Collected data entries
//! Pipeline builder for constructing node graphs
//!
//! Nodes are added by name, connected by port name, and type-checked against
//! their [`PortSchema`]s. [`Pipeline::build`] creates the channels and hands
//! every node to a [`Scheduler`].

use super::errors::{ConnectionError, PipelineError};
use super::node::{InputPort, OutputPort, ProcessNode};
use super::ports::PortSchema;
use super::scheduler::Scheduler;
use super::type_registry::TYPE_REGISTRY;
use std::any::{Any, TypeId};
use std::collections::HashMap;
use tracing::{debug, info};

/// Pipeline builder that manages nodes and connections
pub struct Pipeline {
    nodes: Vec<(usize, Box<dyn ProcessNode>)>,
    node_names: HashMap<String, usize>,
    node_schemas: HashMap<usize, (Vec<PortSchema>, Vec<PortSchema>)>,
    connections: Vec<PendingConnection>,
    next_id: usize,
    default_buffer_size: usize,
}

struct PendingConnection {
    from_node: usize,
    from_port: usize,
    to_node: usize,
    to_port: usize,
    type_id: TypeId,
    buffer_size: usize,
}

impl Pipeline {
    /// Create a new pipeline
    pub fn new() -> Self {
        Self {
            nodes: Vec::new(),
            node_names: HashMap::new(),
            node_schemas: HashMap::new(),
            connections: Vec::new(),
            next_id: 0,
            default_buffer_size: 1000,
        }
    }

    /// Set the default buffer size for connections
    pub fn with_default_buffer_size(mut self, size: usize) -> Self {
        self.default_buffer_size = size;
        self
    }

    /// Add a process node by name (ports are taken from the node's schema)
    pub fn add_process<N: ProcessNode + 'static>(
        &mut self,
        name: impl Into<String>,
        node: N,
    ) -> Result<(), PipelineError> {
        let name = name.into();

        if self.node_names.contains_key(&name) {
            return Err(PipelineError::DuplicateNode(name));
        }

        let id = self.next_id;
        self.next_id += 1;

        self.node_schemas
            .insert(id, (node.input_schema(), node.output_schema()));
        self.node_names.insert(name, id);
        self.nodes.push((id, Box::new(node)));

        Ok(())
    }

    /// Connect two nodes by name and port name
    pub fn connect(
        &mut self,
        from_node: &str,
        from_port: &str,
        to_node: &str,
        to_port: &str,
    ) -> Result<(), ConnectionError> {
        self.connect_with_buffer(from_node, from_port, to_node, to_port, self.default_buffer_size)
    }

    /// Connect with custom buffer size
    pub fn connect_with_buffer(
        &mut self,
        from_node: &str,
        from_port: &str,
        to_node: &str,
        to_port: &str,
        buffer_size: usize,
    ) -> Result<(), ConnectionError> {
        let from_schema = self.find_port(from_node, from_port, false)?;
        let to_schema = self.find_port(to_node, to_port, true)?;
        let from_id = self.node_names[from_node];
        let to_id = self.node_names[to_node];

        if from_schema.type_id != to_schema.type_id {
            return Err(ConnectionError::TypeMismatch {
                from_node: from_node.to_string(),
                from_port: from_port.to_string(),
                from_type: from_schema.type_id,
                to_node: to_node.to_string(),
                to_port: to_port.to_string(),
                to_type: to_schema.type_id,
            });
        }

        // An input port has exactly one producer; outputs may fan out
        if self
            .connections
            .iter()
            .any(|c| c.to_node == to_id && c.to_port == to_schema.index)
        {
            return Err(ConnectionError::DuplicateConnection {
                node: to_node.to_string(),
                port: to_port.to_string(),
            });
        }

        self.connections.push(PendingConnection {
            from_node: from_id,
            from_port: from_schema.index,
            to_node: to_id,
            to_port: to_schema.index,
            type_id: from_schema.type_id,
            buffer_size,
        });

        Ok(())
    }

    fn find_port(&self, node: &str, port: &str, input: bool) -> Result<PortSchema, ConnectionError> {
        let (inputs, outputs) = self
            .node_names
            .get(node)
            .and_then(|id| self.node_schemas.get(id))
            .ok_or_else(|| ConnectionError::NodeNotFound(node.to_string()))?;
        let ports = if input { inputs } else { outputs };
        ports
            .iter()
            .find(|s| s.name == port)
            .cloned()
            .ok_or_else(|| ConnectionError::PortNotFound {
                node: node.to_string(),
                port: port.to_string(),
            })
    }

    /// List all input ports for a node by name
    pub fn list_node_inputs(&self, name: &str) -> Result<&[PortSchema], ConnectionError> {
        self.schemas(name).map(|(inputs, _)| inputs.as_slice())
    }

    /// List all output ports for a node by name
    pub fn list_node_outputs(&self, name: &str) -> Result<&[PortSchema], ConnectionError> {
        self.schemas(name).map(|(_, outputs)| outputs.as_slice())
    }

    fn schemas(&self, name: &str) -> Result<&(Vec<PortSchema>, Vec<PortSchema>), ConnectionError> {
        self.node_names
            .get(name)
            .and_then(|id| self.node_schemas.get(id))
            .ok_or_else(|| ConnectionError::NodeNotFound(name.to_string()))
    }

    /// List all node names
    pub fn list_nodes(&self) -> Vec<&str> {
        self.node_names.keys().map(|s| s.as_str()).collect()
    }

    /// Build the pipeline and return a running scheduler
    pub fn build(mut self) -> Result<Scheduler, PipelineError> {
        info!(
            "Building pipeline with {} nodes and {} connections",
            self.nodes.len(),
            self.connections.len()
        );

        let mut scheduler = Scheduler::new();
        let registry = TYPE_REGISTRY.lock().unwrap();

        // Phase 1: Create all channels, accumulating receivers and senders
        type PortKey = (usize, usize);
        let mut receivers: HashMap<PortKey, Box<dyn Any + Send>> = HashMap::new();
        let mut senders: HashMap<PortKey, (TypeId, Vec<Box<dyn Any + Send>>)> = HashMap::new();

        for conn in &self.connections {
            let (tx, rx) = registry
                .create_channel(conn.type_id, conn.buffer_size)
                .ok_or(PipelineError::UnregisteredType(conn.type_id))?;

            receivers.insert((conn.to_node, conn.to_port), rx);
            senders
                .entry((conn.from_node, conn.from_port))
                .or_insert_with(|| (conn.type_id, Vec::new()))
                .1
                .push(tx);
        }

        // Phase 2: Wrap the ports of every node before starting any thread
        let mut ready = Vec::with_capacity(self.nodes.len());
        for (node_id, node) in self.nodes.drain(..) {
            debug!("Preparing node {}: {}", node_id, node.name());

            // Unconnected inputs are allowed; the node sees `get()` return None
            let input_ports: Vec<_> = (0..node.num_inputs())
                .map(|i| {
                    let channel = receivers
                        .remove(&(node_id, i))
                        .unwrap_or_else(|| Box::new(()) as Box<dyn Any + Send>);
                    InputPort::from_type_erased(channel)
                })
                .collect();

            let mut output_ports = Vec::with_capacity(node.num_outputs());
            for i in 0..node.num_outputs() {
                let channel = match senders.remove(&(node_id, i)) {
                    Some((type_id, list)) => registry
                        .wrap_output(type_id, list)
                        .ok_or(PipelineError::UnregisteredType(type_id))?,
                    None => Box::new(()) as Box<dyn Any + Send>,
                };
                output_ports.push(OutputPort::from_type_erased(channel));
            }

            ready.push((node, input_ports, output_ports));
        }
        drop(registry);

        for (node, inputs, outputs) in ready {
            scheduler.start_process(node, inputs, outputs);
        }

        info!(
            "Pipeline built successfully with {} threads",
            scheduler.num_threads()
        );
        Ok(scheduler)
    }
}

impl Default for Pipeline {
    fn default() -> Self {
        Self::new()
    }
}

#[cfg(test)]
mod tests {
    use super::*;
    use crate::runtime::errors::WorkResult;
    use crate::runtime::ports::PortDirection;
    use crate::runtime::sample::Sample;

    struct TestSource;
    impl ProcessNode for TestSource {
        fn name(&self) -> &str {
            "test_source"
        }
        fn num_inputs(&self) -> usize {
            0
        }
        fn num_outputs(&self) -> usize {
            1
        }
        fn output_schema(&self) -> Vec<PortSchema> {
            vec![PortSchema::new::<Sample>("out", 0, PortDirection::Output)]
        }
        fn work(&mut self, _inputs: &[InputPort], _outputs: &[OutputPort]) -> WorkResult<usize> {
            Err(crate::runtime::errors::WorkError::Shutdown)
        }
    }

    struct TestSink;
    impl ProcessNode for TestSink {
        fn name(&self) -> &str {
            "test_sink"
        }
        fn num_inputs(&self) -> usize {
            1
        }
        fn num_outputs(&self) -> usize {
            0
        }
        fn input_schema(&self) -> Vec<PortSchema> {
            vec![PortSchema::new::<Sample>("in", 0, PortDirection::Input)]
        }
        fn work(&mut self, _inputs: &[InputPort], _outputs: &[OutputPort]) -> WorkResult<usize> {
            Err(crate::runtime::errors::WorkError::Shutdown)
        }
    }

    struct TextSink;
    impl ProcessNode for TextSink {
        fn name(&self) -> &str {
            "text_sink"
        }
        fn num_inputs(&self) -> usize {
            1
        }
        fn num_outputs(&self) -> usize {
            0
        }
        fn input_schema(&self) -> Vec<PortSchema> {
            vec![PortSchema::new::<String>("in", 0, PortDirection::Input)]
        }
        fn work(&mut self, _inputs: &[InputPort], _outputs: &[OutputPort]) -> WorkResult<usize> {
            Err(crate::runtime::errors::WorkError::Shutdown)
        }
    }

    #[test]
    fn test_single_connection() {
        let mut pipeline = Pipeline::new();
        pipeline.add_process("source", TestSource).unwrap();
        pipeline.add_process("sink", TestSink).unwrap();

        assert!(pipeline.connect("source", "out", "sink", "in").is_ok());
    }

    #[test]
    fn test_duplicate_input_connection_rejected() {
        let mut pipeline = Pipeline::new();
        pipeline.add_process("source1", TestSource).unwrap();
        pipeline.add_process("source2", TestSource).unwrap();
        pipeline.add_process("sink", TestSink).unwrap();

        pipeline.connect("source1", "out", "sink", "in").unwrap();

        let result = pipeline.connect("source2", "out", "sink", "in");
        assert!(matches!(result, Err(ConnectionError::DuplicateConnection { .. })));
        assert!(result.unwrap_err().to_string().contains("already connected"));
    }

    #[test]
    fn test_multiple_output_connections_allowed() {
        let mut pipeline = Pipeline::new();
        pipeline.add_process("source", TestSource).unwrap();
        pipeline.add_process("sink1", TestSink).unwrap();
        pipeline.add_process("sink2", TestSink).unwrap();

        assert!(pipeline.connect("source", "out", "sink1", "in").is_ok());
        assert!(pipeline.connect("source", "out", "sink2", "in").is_ok());
    }

    #[test]
    fn test_connection_errors() {
        let mut pipeline = Pipeline::new();
        pipeline.add_process("source", TestSource).unwrap();
        pipeline.add_process("sink", TestSink).unwrap();
        pipeline.add_process("text", TextSink).unwrap();

        assert!(matches!(
            pipeline.connect("source", "out", "nonexistent", "in"),
            Err(ConnectionError::NodeNotFound(_))
        ));
        assert!(matches!(
            pipeline.connect("source", "wrong_port", "sink", "in"),
            Err(ConnectionError::PortNotFound { .. })
        ));
        assert!(matches!(
            pipeline.connect("source", "out", "text", "in"),
            Err(ConnectionError::TypeMismatch { .. })
        ));
    }

    #[test]
    fn test_duplicate_node_name_rejected() {
        let mut pipeline = Pipeline::new();
        assert!(pipeline.add_process("node1", TestSource).is_ok());
        let result = pipeline.add_process("node1", TestSource);
        assert!(matches!(result, Err(PipelineError::DuplicateNode(_))));
    }

    #[test]
    fn test_list_nodes_and_ports() {
        let mut pipeline = Pipeline::new();
        pipeline.add_process("source", TestSource).unwrap();
        pipeline.add_process("sink", TestSink).unwrap();

        let nodes = pipeline.list_nodes();
        assert_eq!(nodes.len(), 2);
        assert!(nodes.contains(&"source"));
        assert_eq!(pipeline.list_node_outputs("source").unwrap()[0].name, "out");
        assert!(pipeline.list_node_inputs("source").unwrap().is_empty());
        assert!(pipeline.list_node_inputs("missing").is_err());
    }

    #[test]
    fn test_unregistered_type_fails_build() {
        let mut pipeline = Pipeline::new();
        pipeline.add_process("sink", TextSink).unwrap();
        pipeline.add_process("sink2", TextSink).unwrap();

        struct TextSource;
        impl ProcessNode for TextSource {
            fn name(&self) -> &str {
                "text_source"
            }
            fn num_inputs(&self) -> usize {
                0
            }
            fn num_outputs(&self) -> usize {
                1
            }
            fn output_schema(&self) -> Vec<PortSchema> {
                vec![PortSchema::new::<String>("out", 0, PortDirection::Output)]
            }
            fn work(&mut self, _inputs: &[InputPort], _outputs: &[OutputPort]) -> WorkResult<usize> {
                Err(crate::runtime::errors::WorkError::Shutdown)
            }
        }
        pipeline.add_process("source", TextSource).unwrap();
        pipeline.connect("source", "out", "sink", "in").unwrap();

        assert!(matches!(pipeline.build(), Err(PipelineError::UnregisteredType(_))));
    }

    #[test]
    fn test_build_and_run_empty_nodes() {
        let mut pipeline = Pipeline::new().with_default_buffer_size(8);
        pipeline.add_process("source", TestSource).unwrap();
        pipeline.add_process("sink", TestSink).unwrap();
        pipeline.connect("source", "out", "sink", "in").unwrap();

        let scheduler = pipeline.build().unwrap();
        assert_eq!(scheduler.num_threads(), 2);
        scheduler.wait().unwrap();
    }
}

▶ **Task requirements**
Return a copy of each line in the entries that carries the string "TypeId".

▶ **Exercise output**
use std::any::{Any, TypeId};
    type_id: TypeId,
        let mut senders: HashMap<PortKey, (TypeId, Vec<Box<dyn Any + Send>>)> = HashMap::new();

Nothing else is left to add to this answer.